What you are asked to do
Your output should be the lines of the data that follow, reproduced exactly from the first through the line bearing "when a concrete".

(Dataset entries)
= = =

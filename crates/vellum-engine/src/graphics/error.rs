use std::fmt;

use crate::raster::RasterError;

/// Failure of a resource-creating context call.
///
/// Drawing calls never fail; they become no-ops instead.
#[derive(Debug, Clone, PartialEq)]
pub enum GraphicsError {
    /// The context has no rasterizer attached.
    NoBackend,
    Raster(RasterError),
}

impl fmt::Display for GraphicsError {
    fn fmt(&self, f: &mut fmt::Formatter<'_>) -> fmt::Result {
        match self {
            GraphicsError::NoBackend => write!(f, "no rasterizer attached"),
            GraphicsError::Raster(e) => write!(f, "{e}"),
        }
    }
}

impl std::error::Error for GraphicsError {
    fn source(&self) -> Option<&(dyn std::error::Error + 'static)> {
        match self {
            GraphicsError::NoBackend => None,
            GraphicsError::Raster(e) => Some(e),
        }
    }
}

impl From<RasterError> for GraphicsError {
    fn from(e: RasterError) -> Self {
        GraphicsError::Raster(e)
    }
}
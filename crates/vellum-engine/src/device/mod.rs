//! GPU device acquisition.
//!
//! Creates the wgpu instance, adapter, device and queue the production
//! rasterizer draws with. Setup failures are reported through `anyhow` with
//! context; nothing here runs per frame.

mod gpu;
mod init;

pub use gpu::Gpu;
pub use init::GpuInit;
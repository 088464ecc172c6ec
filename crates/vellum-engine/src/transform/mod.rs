//! 2D affine transforms and the save/restore stack.
//!
//! Every geometry producer maps its local coordinates through the current
//! matrix of a [`TransformStack`] before handing vertices to the rasterizer.

mod affine;
mod placement;
mod stack;

pub use affine::AffineMatrix;
pub use placement::Placement;
pub use stack::TransformStack;
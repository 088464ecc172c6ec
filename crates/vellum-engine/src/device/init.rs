/// Parameters for headless GPU acquisition.
///
/// Keep this structure minimal. Add configuration flags only when a concrete
/// platform or backend requirement exists.
#[derive(Debug, Clone)]
pub struct GpuInit {
    pub power_preference: wgpu::PowerPreference,

    /// Use a software adapter even when a hardware one is available.
    pub force_fallback_adapter: bool,

    /// Required wgpu features.
    ///
    /// Favor an empty set for portability unless a feature is strictly necessary.
    pub required_features: wgpu::Features,

    /// Limits requested from the adapter/device.
    pub required_limits: wgpu::Limits,

    /// Format of the offscreen texture standing in for the screen.
    ///
    /// Non-sRGB so straight-alpha vertex colors blend as written.
    pub screen_format: wgpu::TextureFormat,

    /// Screen size in pixels.
    pub screen_width: u32,
    pub screen_height: u32,
}

impl Default for GpuInit {
    fn default() -> Self {
        Self {
            power_preference: wgpu::PowerPreference::HighPerformance,
            force_fallback_adapter: false,
            required_features: wgpu::Features::empty(),
            required_limits: wgpu::Limits::default(),
            screen_format: wgpu::TextureFormat::Rgba8Unorm,
            screen_width: 800,
            screen_height: 600,
        }
    }
}
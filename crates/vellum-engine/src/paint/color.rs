/// Straight-alpha RGBA color.
///
/// Components are expected in [0, 1]. Vertex colors carry this value as-is;
/// the rasterizer is responsible for any premultiplication it needs.
#[derive(Debug, Copy, Clone, PartialEq)]
pub struct Color {
    pub r: f32,
    pub g: f32,
    pub b: f32,
    pub a: f32,
}

impl Default for Color {
    fn default() -> Self {
        Self::white()
    }
}

impl Color {
    #[inline]
    pub const fn new(r: f32, g: f32, b: f32, a: f32) -> Self {
        Self { r, g, b, a }
    }

    #[inline]
    pub const fn rgb(r: f32, g: f32, b: f32) -> Self {
        Self::new(r, g, b, 1.0)
    }

    #[inline]
    pub const fn white() -> Self {
        Self::new(1.0, 1.0, 1.0, 1.0)
    }

    #[inline]
    pub const fn black() -> Self {
        Self::new(0.0, 0.0, 0.0, 1.0)
    }

    #[inline]
    pub const fn transparent() -> Self {
        Self::new(0.0, 0.0, 0.0, 0.0)
    }

    /// Creates a color from 8-bit channels (`0`–`255`).
    #[inline]
    pub fn from_u8(r: u8, g: u8, b: u8, a: u8) -> Self {
        Self::new(r as f32 / 255.0, g as f32 / 255.0, b as f32 / 255.0, a as f32 / 255.0)
    }

    #[inline]
    pub fn with_alpha(self, a: f32) -> Self {
        Self { a, ..self }
    }

    #[inline]
    pub fn is_finite(self) -> bool {
        self.r.is_finite() && self.g.is_finite() && self.b.is_finite() && self.a.is_finite()
    }

    /// Clamps all channels to [0, 1].
    #[inline]
    pub fn clamped(self) -> Self {
        Self {
            r: self.r.clamp(0.0, 1.0),
            g: self.g.clamp(0.0, 1.0),
            b: self.b.clamp(0.0, 1.0),
            a: self.a.clamp(0.0, 1.0),
        }
    }

    /// Component-wise product, used for tinting.
    #[inline]
    pub fn modulate(self, other: Color) -> Self {
        Self::new(self.r * other.r, self.g * other.g, self.b * other.b, self.a * other.a)
    }

    #[inline]
    pub fn lerp(self, to: Color, t: f32) -> Self {
        Self::new(
            self.r + (to.r - self.r) * t,
            self.g + (to.g - self.g) * t,
            self.b + (to.b - self.b) * t,
            self.a + (to.a - self.a) * t,
        )
    }

    #[inline]
    pub fn to_array(self) -> [f32; 4] {
        [self.r, self.g, self.b, self.a]
    }
}
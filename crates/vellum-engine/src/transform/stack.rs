use crate::coords::Vec2;

use super::AffineMatrix;

/// Current transform plus a save/restore stack.
///
/// Every modifier composes on the local side of the running matrix, so the
/// most recently issued operation is the first one applied to drawn geometry
/// (`translate` then `rotate` rotates the shape about the translated origin).
#[derive(Debug, Clone, Default)]
pub struct TransformStack {
    current: AffineMatrix,
    saved: Vec<AffineMatrix>,
}

impl TransformStack {
    #[inline]
    pub fn new() -> Self {
        Self::default()
    }

    /// Returns the active matrix.
    #[inline]
    pub fn current(&self) -> AffineMatrix {
        self.current
    }

    /// Saves a copy of the current matrix.
    #[inline]
    pub fn push(&mut self) {
        self.saved.push(self.current);
    }

    /// Restores the most recently pushed matrix.
    ///
    /// Returns `false` on underflow, in which case the current matrix is left unchanged.
    #[inline]
    pub fn pop(&mut self) -> bool {
        match self.saved.pop() {
            Some(m) => {
                self.current = m;
                true
            }
            None => false,
        }
    }

    /// Number of unmatched `push()` calls.
    #[inline]
    pub fn stack_depth(&self) -> usize {
        self.saved.len()
    }

    #[inline]
    pub fn translate(&mut self, x: f32, y: f32) {
        self.current *= AffineMatrix::translation(x, y);
    }

    #[inline]
    pub fn rotate(&mut self, radians: f32) {
        self.current *= AffineMatrix::rotation(radians);
    }

    #[inline]
    pub fn scale(&mut self, sx: f32, sy: f32) {
        self.current *= AffineMatrix::scaling(sx, sy);
    }

    /// Uniform scale (`sy = sx`).
    #[inline]
    pub fn scale_uniform(&mut self, s: f32) {
        self.scale(s, s);
    }

    #[inline]
    pub fn shear(&mut self, kx: f32, ky: f32) {
        self.current *= AffineMatrix::shearing(kx, ky);
    }

    /// Resets the current matrix to identity. The saved stack is untouched.
    #[inline]
    pub fn reset(&mut self) {
        self.current = AffineMatrix::IDENTITY;
    }

    /// Composes `m` into the current matrix.
    #[inline]
    pub fn apply(&mut self, m: AffineMatrix) {
        self.current *= m;
    }

    /// Overwrites the current matrix.
    #[inline]
    pub fn replace(&mut self, m: AffineMatrix) {
        self.current = m;
    }

    #[inline]
    pub fn transform_point(&self, x: f32, y: f32) -> Vec2 {
        self.current.transform_point(Vec2::new(x, y))
    }

    /// Maps a device-space point back to local space.
    ///
    /// A singular current matrix maps through identity.
    #[inline]
    pub fn inverse_transform_point(&self, x: f32, y: f32) -> Vec2 {
        self.current.inverse().transform_point(Vec2::new(x, y))
    }
}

= = =

Task output
filename crates/vellum-engine/src/graphics/error.rs
use std::fmt;

use crate::raster::RasterError;

/// Failure of a resource-creating context call.
///
/// Drawing calls never fail; they become no-ops instead.
#[derive(Debug, Clone, PartialEq)]
pub enum GraphicsError {
    /// The context has no rasterizer attached.
    NoBackend,
    Raster(RasterError),
}

impl fmt::Display for GraphicsError {
    fn fmt(&self, f: &mut fmt::Formatter<'_>) -> fmt::Result {
        match self {
            GraphicsError::NoBackend => write!(f, "no rasterizer attached"),
            GraphicsError::Raster(e) => write!(f, "{e}"),
        }
    }
}

impl std::error::Error for GraphicsError {
    fn source(&self) -> Option<&(dyn std::error::Error + 'static)> {
        match self {
            GraphicsError::NoBackend => None,
            GraphicsError::Raster(e) => Some(e),
        }
    }
}

impl From<RasterError> for GraphicsError {
    fn from(e: RasterError) -> Self {
        GraphicsError::Raster(e)
    }
}
filename crates/vellum-engine/src/device/mod.rs
//! GPU device acquisition.
//!
//! Creates the wgpu instance, adapter, device and queue the production
//! rasterizer draws with. Setup failures are reported through `anyhow` with
//! context; nothing here runs per frame.

mod gpu;
mod init;

pub use gpu::Gpu;
pub use init::GpuInit;
repository 088464ecc172c6ec
filename crates/vellum-engine/src/transform/mod.rs
//! 2D affine transforms and the save/restore stack.
//!
//! Every geometry producer maps its local coordinates through the current
//! matrix of a [`TransformStack`] before handing vertices to the rasterizer.

mod affine;
mod placement;
mod stack;

pub use affine::AffineMatrix;
pub use placement::Placement;
pub use stack::TransformStack;
repository 088464ecc172c6ec
filename crates/vellum-engine/src/device/init.rs
/// Parameters for headless GPU acquisition.
///
/// Keep this structure minimal. Add configuration flags only when a concrete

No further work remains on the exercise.